I love my Pfaff tiptronic...more than 20 years old but still going strong. Great for basic sewing or fancy stitches and quilts beautifully.

Thingmajig Sun 16-Dec-18 10:42:45

I've used Brother machines in my sewing life time, but on a whim bought a computerised machine in Aldi a while ago. Best machine ever as it resets itself on switch on so doesn't annoy me with tension problems as the normal machines always did. Just choose which stitch I want (don't do anything fancy!) and off it goes, perfect every time. Oh, and it can even thread the needle for you! Think it cost £150 so an absolute bargain really! smile

Lisalou Sun 16-Dec-18 22:13:13

Another fan of Bernina here, a bit pricey, but marvellous machines

M0nica Mon 17-Dec-18 08:32:15

I have a Janome. A straight forward and simple one. I have just bought a very similar model for DGD (aged 11) for Christmas. I bought it on ebay for just over £100. It is a current model and costs £300 new. I am feeling very smug about that.

It is in good order and serviced, but lacks the accessory pack. It has cost us less than £20 to replace that.

ayse Mon 17-Dec-18 08:46:27

As others have said it depends what you want to sew and how much you want to spend. I’ve had two Berninas with others for supplementary sewing and as a spare. The power of the machine and flexibility of types of fabric. Bernita continues to make spares for 25 years. I’ve had both manual and computerised and tend to prefer the basic Bernina model. Apparently they now make a basic machine again.

To be honest, unless you want to make heavy curtains I’d go with John Lewis to try out different machines or go to an independent if you have one close by.

Just an added thought-there are lots of interchangeable feet and fit most modern machines. Bernita has their own feet which are somewhat more expensive, so you may want to factor this in.

Happy sewing, whatever you decide

H1954 Mon 17-Dec-18 16:09:47

I bought a Janome from John Lewis recently and I love it. It's crucial to clean it regularly though as a build up of fluff in the nooks and crannies can really clog things up! It's the same with anything I guess, you get what you pay for so my advice would be to establish what you want the machine to do in terms of fancy stitches etc, look at the beauty diet and take it from there. Happy sewing!

Ilovecheese Mon 17-Dec-18 16:30:02

Every machine needs de-fluffing regularly and most important, CHANGE THE NEEDLE !

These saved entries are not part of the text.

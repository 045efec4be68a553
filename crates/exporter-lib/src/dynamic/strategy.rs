//! Metric type strategies
//!
//! Each strategy turns one cached object (or, for `count`, the whole cache)
//! into label/value samples. Label values are produced in exactly the order
//! fixed by the descriptor builder.

use super::config::MetricKind;
use super::descriptor::MetricDescriptor;
use super::extract::{extract_float, extract_map, extract_slice, extract_string};
use crate::exposition::Sample;
use serde_json::Value;
use std::collections::BTreeMap;

/// Extract common label values in sorted label-name order.
pub fn common_label_values(common_paths: &[String], obj: &Value) -> Vec<String> {
    common_paths
        .iter()
        .map(|path| extract_string(obj, path).to_string())
        .collect()
}

/// Emit the samples of a per-resource metric for one object.
///
/// Aggregate kinds emit nothing here; see [`count_samples`].
pub fn resource_samples(
    descriptor: &MetricDescriptor,
    obj: &Value,
    common: &[String],
    out: &mut Vec<Sample>,
) {
    match descriptor.kind {
        MetricKind::Info => info(descriptor, obj, common, out),
        MetricKind::Gauge => gauge(descriptor, obj, common, out),
        MetricKind::MapState => map_state(descriptor, obj, common, out),
        MetricKind::MapGauge => map_gauge(descriptor, obj, common, out),
        MetricKind::Conditions => conditions(descriptor, obj, common, out),
        MetricKind::Count => {}
    }
}

fn with_common(common: &[String], extra: usize) -> Vec<String> {
    let mut labels = Vec::with_capacity(common.len() + extra);
    labels.extend_from_slice(common);
    labels
}

fn info(descriptor: &MetricDescriptor, obj: &Value, common: &[String], out: &mut Vec<Sample>) {
    let extra = &descriptor.config.labels;
    let mut labels = with_common(common, extra.len());
    labels.extend(extra.values().map(|path| extract_string(obj, path).to_string()));
    out.push(Sample::new(labels, 1.0));
}

fn gauge(descriptor: &MetricDescriptor, obj: &Value, common: &[String], out: &mut Vec<Sample>) {
    let value = extract_float(obj, &descriptor.config.path);
    out.push(Sample::new(common.to_vec(), value));
}

/// Only entries with a non-empty current state are emitted, at value 1.
fn map_state(descriptor: &MetricDescriptor, obj: &Value, common: &[String], out: &mut Vec<Sample>) {
    let Some(entries) = extract_map(obj, &descriptor.config.path) else {
        return;
    };

    for (key, entry) in entries {
        if !entry.is_object() {
            continue;
        }

        let state = extract_string(entry, &descriptor.config.value_path);
        if state.is_empty() {
            continue;
        }

        let mut labels = with_common(common, 2);
        labels.push(key.clone());
        labels.push(state.to_string());
        out.push(Sample::new(labels, 1.0));
    }
}

fn map_gauge(descriptor: &MetricDescriptor, obj: &Value, common: &[String], out: &mut Vec<Sample>) {
    let Some(entries) = extract_map(obj, &descriptor.config.path) else {
        return;
    };

    for (key, entry) in entries {
        if !entry.is_object() {
            continue;
        }

        let value = extract_float(entry, &descriptor.config.value_path);
        let mut labels = with_common(common, 1);
        labels.push(key.clone());
        out.push(Sample::new(labels, value));
    }
}

fn conditions(
    descriptor: &MetricDescriptor,
    obj: &Value,
    common: &[String],
    out: &mut Vec<Sample>,
) {
    let fields = descriptor.config.condition_fields();
    let field = |entry: &Value, name: &str| -> String {
        entry
            .get(name)
            .and_then(Value::as_str)
            .unwrap_or_default()
            .to_string()
    };

    for entry in extract_slice(obj, &descriptor.config.path) {
        if !entry.is_object() {
            continue;
        }

        let cond_type = field(entry, fields.type_field);
        if cond_type.is_empty() {
            continue;
        }
        let status = field(entry, fields.status_field);
        let reason = field(entry, fields.reason_field);

        let value = if status.eq_ignore_ascii_case("true") { 1.0 } else { 0.0 };

        let mut labels = with_common(common, 3);
        labels.extend([cond_type, status, reason]);
        out.push(Sample::new(labels, value));
    }
}

/// Count objects by the string value at the metric's path.
///
/// Objects with an empty value contribute to no bucket. Output is ordered
/// by discovered value.
pub fn count_samples<'a>(
    descriptor: &MetricDescriptor,
    objects: impl IntoIterator<Item = &'a Value>,
) -> Vec<Sample> {
    let mut counts: BTreeMap<&str, f64> = BTreeMap::new();

    for obj in objects {
        let value = extract_string(obj, &descriptor.config.path);
        if !value.is_empty() {
            *counts.entry(value).or_default() += 1.0;
        }
    }

    counts
        .into_iter()
        .map(|(value, count)| Sample::new(vec![value.to_string()], count))
        .collect()
}

#[cfg(test)]
mod tests {
    use super::*;
    use crate::dynamic::config::{ConditionConfig, CrdConfig, GvrConfig, MetricConfig};
    use crate::dynamic::descriptor::build_descriptors;
    use serde_json::json;

    fn descriptor(metric: MetricConfig) -> MetricDescriptor {
        let crd = CrdConfig {
            name: "test".to_string(),
            gvr: GvrConfig::new("", "v1", "things", "Thing"),
            metrics: vec![metric],
            ..Default::default()
        };
        build_descriptors(&crd, "").unwrap().remove(0)
    }

    fn run(descriptor: &MetricDescriptor, obj: &Value) -> Vec<Sample> {
        let mut out = Vec::new();
        resource_samples(descriptor, obj, &["c".to_string()], &mut out);
        out
    }

    #[test]
    fn test_info_emits_once_with_extra_labels() {
        let desc = descriptor(MetricConfig {
            kind: "info".to_string(),
            name: "info".to_string(),
            labels: [("version".to_string(), "spec.version".to_string())].into(),
            ..Default::default()
        });

        let samples = run(&desc, &json!({"spec": {"version": "v1.0.0"}}));
        assert_eq!(samples, vec![Sample::new(vec!["c".into(), "v1.0.0".into()], 1.0)]);

        let samples = run(&desc, &json!({}));
        assert_eq!(samples, vec![Sample::new(vec!["c".into(), "".into()], 1.0)]);
    }

    #[test]
    fn test_gauge_defaults_to_zero() {
        let desc = descriptor(MetricConfig {
            kind: "gauge".to_string(),
            name: "replicas".to_string(),
            path: "spec.replicas".to_string(),
            ..Default::default()
        });

        assert_eq!(run(&desc, &json!({"spec": {"replicas": 5}}))[0].value, 5.0);
        assert_eq!(run(&desc, &json!({"spec": {"replicas": "lots"}}))[0].value, 0.0);
        assert_eq!(run(&desc, &json!({}))[0].value, 0.0);
    }

    #[test]
    fn test_map_state_skips_entries_without_state() {
        let desc = descriptor(MetricConfig {
            kind: "map_state".to_string(),
            name: "component_status".to_string(),
            path: "status.components".to_string(),
            value_path: "phase".to_string(),
            key_label: "component".to_string(),
            ..Default::default()
        });

        let obj = json!({"status": {"components": {
            "web": {"phase": "Running"},
            "db": {"phase": "Ready"},
            "cache": {"phase": ""},
            "queue": {},
            "broken": "not-a-map"
        }}});

        let samples = run(&desc, &obj);
        assert_eq!(samples.len(), 2);
        assert!(samples.iter().all(|s| s.value == 1.0));
        assert!(samples.contains(&Sample::new(
            vec!["c".into(), "web".into(), "Running".into()],
            1.0
        )));
        assert!(samples.contains(&Sample::new(vec!["c".into(), "db".into(), "Ready".into()], 1.0)));
    }

    #[test]
    fn test_map_gauge_defaults_missing_values() {
        let desc = descriptor(MetricConfig {
            kind: "map_gauge".to_string(),
            name: "component_replicas".to_string(),
            path: "status.components".to_string(),
            value_path: "replicas".to_string(),
            ..Default::default()
        });

        let obj = json!({"status": {"components": {
            "web": {"replicas": 3},
            "db": {}
        }}});

        let mut samples = run(&desc, &obj);
        samples.sort_by(|a, b| a.labels.cmp(&b.labels));
        assert_eq!(samples[0], Sample::new(vec!["c".into(), "db".into()], 0.0));
        assert_eq!(samples[1], Sample::new(vec!["c".into(), "web".into()], 3.0));
    }

    #[test]
    fn test_conditions_polarity() {
        let desc = descriptor(MetricConfig {
            kind: "conditions".to_string(),
            name: "condition".to_string(),
            path: "status.conditions".to_string(),
            ..Default::default()
        });

        let obj = json!({"status": {"conditions": [
            {"type": "Ready", "status": "True", "reason": "AllGood"},
            {"type": "Synced", "status": "TRUE"},
            {"type": "Progressing", "status": "False", "reason": "Stalled"},
            {"type": "Degraded", "status": "Unknown"},
            {"type": "Empty"},
            {"status": "True"},
            "garbage"
        ]}});

        let samples = run(&desc, &obj);
        let values: Vec<(&str, f64)> = samples
            .iter()
            .map(|s| (s.labels[1].as_str(), s.value))
            .collect();

        assert_eq!(
            values,
            vec![
                ("Ready", 1.0),
                ("Synced", 1.0),
                ("Progressing", 0.0),
                ("Degraded", 0.0),
                ("Empty", 0.0),
            ]
        );
        assert_eq!(samples[0].labels, vec!["c", "Ready", "True", "AllGood"]);
        assert_eq!(samples[4].labels, vec!["c", "Empty", "", ""]);
    }

    #[test]
    fn test_conditions_custom_fields() {
        let desc = descriptor(MetricConfig {
            kind: "conditions".to_string(),
            name: "condition".to_string(),
            path: "status.checks".to_string(),
            condition: Some(ConditionConfig {
                type_field: "name".to_string(),
                status_field: "ok".to_string(),
                reason_field: "why".to_string(),
            }),
            ..Default::default()
        });

        let obj = json!({"status": {"checks": [{"name": "dns", "ok": "true", "why": "resolved"}]}});
        let samples = run(&desc, &obj);
        let labels = vec!["c".into(), "dns".into(), "true".into(), "resolved".into()];
        assert_eq!(samples, vec![Sample::new(labels, 1.0)]);
    }

    #[test]
    fn test_count_buckets_and_excludes_empty() {
        let desc = descriptor(MetricConfig {
            kind: "count".to_string(),
            name: "phase_count".to_string(),
            path: "status.phase".to_string(),
            value_label: "phase".to_string(),
            ..Default::default()
        });

        let phases = ["A", "A", "A", "B", "B", "C", ""];
        let mut objects: Vec<Value> = phases
            .iter()
            .map(|p| json!({"status": {"phase": p}}))
            .collect();
        objects.push(json!({"status": {}}));

        let samples = count_samples(&desc, &objects);
        assert_eq!(
            samples,
            vec![
                Sample::new(vec!["A".into()], 3.0),
                Sample::new(vec!["B".into()], 2.0),
                Sample::new(vec!["C".into()], 1.0),
            ]
        );
    }

    #[test]
    fn test_count_is_skipped_per_resource() {
        let desc = descriptor(MetricConfig {
            kind: "count".to_string(),
            name: "phase_count".to_string(),
            path: "status.phase".to_string(),
            ..Default::default()
        });
        assert!(run(&desc, &json!({"status": {"phase": "A"}})).is_empty());
    }
}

craftyone Sun 24-Feb-19 07:03:36

I have had several machines over my lifetime, from singer treadle at a very young age. All have been good in their own way, cleaning, servicing, oiling is key. Elna was the worst and my present machine, bernina is the best

I have a babylock serger too and am now in machine heaven

craftyone Sun 24-Feb-19 07:06:01

I want to add that I bought all the bernina feet, when I was treating myself. They sit in compartments in a labelled box. I have been through the archived machine syndrome in the past, with unavailable parts, not going to happen with my bernina

Nannarose Sun 24-Feb-19 09:19:17

I would do 2 things:
Get along to one of the shows where you can see a lot of machines and chat to people about them (one coming up at th NEC in March)
Look for a local old fashioned sewing machine shop, the kind that sells reconditioned machines and does servicing. They will give you their opinions and let you try machines. Most large towns have one.

Missfoodlove Sun 24-Feb-19 09:21:13

I have recentlypurchased a machine from Hobbycraft. It was a Brother and cost under a £100.
With every machine purchased Hobbycraft give you 4 1 hour one to one lessons in store.

RosieLeah Sun 24-Feb-19 11:15:21

I was happy with my basic brother machine until recently. I started doing patchwork and quilting, so needed a machine with more features on it. I bought a Novum machine. I believe this is a new company, so they are selling their machines cheaply to get into the market. So far, I'm very pleased with it. It has all the extra features I need. However, it isn't of the same quality as the Brother, so I don't know how well it will last. I won't be selling the Brother, just in case!

Bagatelle Sun 24-Feb-19 11:48:12

Mine is a Janome and I love it. It copes well with furnishing fabrics that I use for tunics, coats and jackets. I make most of my clothes because nothing 'off the peg' fits.